Parabéns, Ibiporã
Ibiporã é privilegiada. Sempre se notou lisura no trato da coisa pública. Chiquito Deliberador, Pelisson e outros dignificaram a administração. Agora vejo, perplexo, a notícia, na FOLHA, do afastamento da Secretária da Educação por não ter prestado conta de 200,00/mês'', por tê-los empregado no próprio município mas sem passar pela burocracia. Isso é, com certeza, não ter nenhum problema na administração. É procurar pêlos em casca de ovo. Parabéns, secretária cumprimento-a com louvor.
Edson M. Scarchetti (estudante de teologia) - Londrina

Às escondidas
Retornando de Londrina, fui multado pela PM rodoviária do PR na altura de Cambará. Não vi placas. Os guardas poderiam estar recuados às margens da rodovia. Certamente, antes do local, havia um radar, não sei. Mas sem aviso algum. A multa é legítima. Mas não seria melhor se avisassem? A função da fiscalização - incluindo a multa - é educativa. Às escondidas, a função passa a ser arrecadatória? Em São Paulo há fiscalização rigorsa, nas às claras.
Mário C. T. de Souza (vendedor) - São Paulo

Escândalo na Câmara
Estou com a FOLHA e seus missivistas. Os vereadores acusados precisaram dos votos de todos para concretizar seus projetos. Logo, todos sabiam. Aprovaram. A investigação tem que ser completa. Esperamos que o MP, que tem sido corajoso, não venha a capitular perante os empresários.
Adriana S.F.Marrafon - (professora) - Londrina

Transgênicos e veneno
Enquanto o Paraná briga com os transgênicos, as multinacionais fazem a festa na venda de veneno. Gostei da crítica da FOLHA. Não que eu defenda os transgênicos, mas porque acho que nunca vimos (ingerimos) tanto agrotóxico.
Alberto S.L.Careiro (agricultor, comerciante e consumidor) - Londrina

Salário mínimo
Afirmar que o aumento do SM melhorará a vida dos trabalhadores nas regiões pobres, como fazem os analistas chapas-brancas, é pura ignorância.

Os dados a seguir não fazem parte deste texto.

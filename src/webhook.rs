//! Drone Navigation Webhook (s0404)
//!
//! ```text
//! POST /webhook  {"instruction": "..."}  ->  {"description": "<map tile>"}
//! GET  /health                           ->  "OK"
//! ```
//!
//! The grading host calls the webhook with a flight instruction in Polish;
//! the model walks a 4x4 map from the top-left tile and names the tile it
//! ends on. Bodies containing `{{` are template probes and are answered
//! without touching the model.

use crate::llm::ChatModel;
use crate::prompt::Prompt;
use axum::{
    body::Bytes,
    extract::State,
    http::StatusCode,
    response::{IntoResponse, Response},
    routing::{get, post},
    Json, Router,
};
use serde::{Deserialize, Serialize};
use std::sync::Arc;
use tower_http::trace::TraceLayer;
use tracing::{error, info, warn};

pub const DEFAULT_PORT: u16 = 3002;
pub const PROBE_MARKER: &str = "{{";
pub const PROBE_REPLY: &str = "thanks";

pub const MAP: &str = "<table>\n\
    <tr><td id=\"1\">punkt startowy</td><td id=\"2\">trawa</td><td id=\"3\">drzewo</td><td id=\"4\">dom</td></tr>\n\
    <tr><td id=\"5\">trawa</td><td id=\"6\">młyn</td><td id=\"7\">trawa</td><td id=\"8\">trawa</td></tr>\n\
    <tr><td id=\"9\">trawa</td><td id=\"10\">trawa</td><td id=\"11\">skały</td><td id=\"12\">dwa drzewa</td></tr>\n\
    <tr><td id=\"13\">skały</td><td id=\"14\">skały</td><td id=\"15\">samochód</td><td id=\"16\">jaskinia</td></tr>\n\
</table>\n";

pub fn system_prompt() -> String {
    format!(
        "Jesteś dronem który lata po mapie z 16 polami - mapa 4 x 4. Mapa po której się poruszasz została opisana za pomocą HTML i przedstawiona poniżej:\n{}\
Otrzymujesz instrukcje które będą opisywać jak powinieneś się przemieszczać po mapie. \
Instrukcja zawierać będzie również pytanie, które będzie wymagać od Ciebie podania informacji gdzie obecnie się znajdujesz po wykonaniu instrukcji.\n\
Odpowiedź powinna uwzględniać TYLKO opis pola z mapy np. trawa, dwa drzewa, jaskinia itp.\n\
Twoim punktem startowym jest pole z id=1 nazwane 'punkt startowy'\n\
Kilka przykładów:\n\
1. Instrukcja: 'Słuchaj kolego. Lecimy na maksa w prawo, a później ile wlezie w dół. Co tam widzisz?'. Odpowiedź: jaskinia.\n\
2. Instrukcja: 'Lecimy kolego teraz na sam dół mapy, a później ile tylko możemy polecimy w prawo. Teraz mała korekta o jedno pole do góry. Co my tam mamy?'. Odpowiedź: dwa drzewa.\n\
3. Instrukcja: 'Dobra. To co? zaczynamy? Odpalam silniki. Czas na kolejny lot. Jesteś moimi oczami. Lecimy w dół, albo nie! nie! czekaaaaj. Polecimy wiem jak. W prawo i dopiero teraz w dół. Tak będzie OK. Co widzisz?'. Odpowiedź: młyn.\n\
4. Instrukcja: 'Polecimy na sam dół mapy, a później o dwa pola w prawo. Co tam jest?'. Odpowiedź: samochód",
        MAP
    )
}

#[derive(Debug, Clone, Deserialize)]
pub struct Instruction {
    pub instruction: String,
}

#[derive(Debug, Clone, PartialEq, Eq, Serialize, Deserialize)]
pub struct Description {
    pub description: String,
}

pub struct WebhookState {
    pub model: Arc<dyn ChatModel>,
    system_prompt: String,
}

impl WebhookState {
    pub fn new(model: Arc<dyn ChatModel>) -> Self {
        Self {
            model,
            system_prompt: system_prompt(),
        }
    }
}

pub async fn health_check() -> &'static str {
    "OK"
}

pub async fn webhook(State(state): State<Arc<WebhookState>>, body: Bytes) -> Response {
    let content = String::from_utf8_lossy(&body);
    info!("Received request: {}", content);

    if content.contains(PROBE_MARKER) {
        warn!("Template probe received: {}", content);
        return (StatusCode::OK, PROBE_REPLY).into_response();
    }

    let instruction: Instruction = match serde_json::from_slice(&body) {
        Ok(i) => i,
        Err(_) => return (StatusCode::BAD_REQUEST, "Invalid JSON").into_response(),
    };

    let prompt = Prompt::new(state.system_prompt.as_str()).user(instruction.instruction);
    match prompt.send(state.model.as_ref()).await {
        Ok(completion) => {
            let description = completion.text.trim().to_string();
            info!("Model response: {}", description);
            Json(Description { description }).into_response()
        }
        Err(e) => {
            error!("Model call failed: {}", e);
            (
                StatusCode::INTERNAL_SERVER_ERROR,
                "something went wrong while calling external source",
            )
                .into_response()
        }
    }
}

async fn method_not_allowed() -> (StatusCode, &'static str) {
    warn!("Received non-POST request");
    (StatusCode::METHOD_NOT_ALLOWED, "Method not allowed")
}

pub fn router(state: Arc<WebhookState>) -> Router {
    Router::new()
        .route("/health", get(health_check))
        .route("/webhook", post(webhook).fallback(method_not_allowed))
        .layer(TraceLayer::new_for_http())
        .with_state(state)
}

pub async fn run_server(model: Arc<dyn ChatModel>, host: &str, port: u16) -> anyhow::Result<()> {
    let app = router(Arc::new(WebhookState::new(model)));

    let addr = format!("{}:{}", host, port);
    let listener = tokio::net::TcpListener::bind(&addr).await?;

    info!("Webhook listening on {}", addr);
    info!("  POST /webhook - drone instruction");
    info!("  GET  /health  - health check");

    axum::serve(listener, app).await?;
    Ok(())
}

#[cfg(test)]
mod tests {
    use super::*;

    #[test]
    fn test_system_prompt_contains_map() {
        let prompt = system_prompt();
        assert!(prompt.contains("<td id=\"16\">jaskinia</td>"));
        assert!(prompt.contains("pole z id=1 nazwane 'punkt startowy'"));
    }

    #[test]
    fn test_description_wire_format() {
        let json = serde_json::to_string(&Description {
            description: "skały".to_string(),
        })
        .unwrap();
        assert_eq!(json, r#"{"description":"skały"}"#);
    }
}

A economia nas periferias das grandes cidades e do interior não possui cacife para pagar o salário mínimo nem os encargos sobre a folha. Sequer a metade do mínimo é paga. O Ministério do Trabalho tem conhecimento da realidade, evitando a visita seus fiscais. No entanto, o reajuste impactará a economia formal e os micro-empresários que empregam trabalhadores pouco qualificados. As grandes empresas não sentirão tremor, até porque, gozam de regalias fiscais e o peso da folha de pagamento não chega a 15% das despesas, enquanto nos pequenos negócios ultrapassa os 50%. É como aquela máxima dos pequenos que diz: muito para quem paga, pouco para quem recebe. O resto é demagogia barata.
Sergio Villaça (engenheiro civil) Recife

Esse Príncipe é herói
Mais uma vez o Príncipe Harry ganha as páginas dos jornais do mundo. Agora, a Guerra do Afeganistão. A notícia saiu num site americano. O Príncipe Harry, está desde o dia 14 de dezembro, na Base Inglesa no Afeganistão, onde aparece numa patrulha na cidade de Garmisir, deserta e destruída pela guerra entre as forças da Otan e o Regime Taleban. Perderam os generais da guerra, estrategistas, integrantes da Família Real; perderam seus avós os reis da Inglaterra, o seu pai o príncipe Charles ao enviar para o campo de batalha o jovem, que - protegido por centenas de soldados ingleses - sai à noite em patrulha pela deserta cidade. Voltará condecorado por ato de coragem. Isso munda um pouco a história? Não. O que poderia mudar a história do mundo seria a participação de Harry e seu irmão Willian na mais longa das guerras, aquela contra a fome e a miséria. Mudar a história é participar, por exemplo, da Batalha contra o aquecimento global; da luta contra a exclusão. Nesta altura sim, suas medalhas valeriam pelo seu ato de bravura e heroísmo. Teriam o reconhecimento do mundo por suas ações humanitárias como fez sua mãe, a princesa Diana. No Afeganistão morrem 1.200 criancas/dia de frio e desnutrição. Nos acampamentos morrem hoje em todo mundo 45.000 criancas por dia. Causas: falta de água potável, vírus da Aids, e desnutrição. Nessa batalha poucos são os heróis sem medalhas.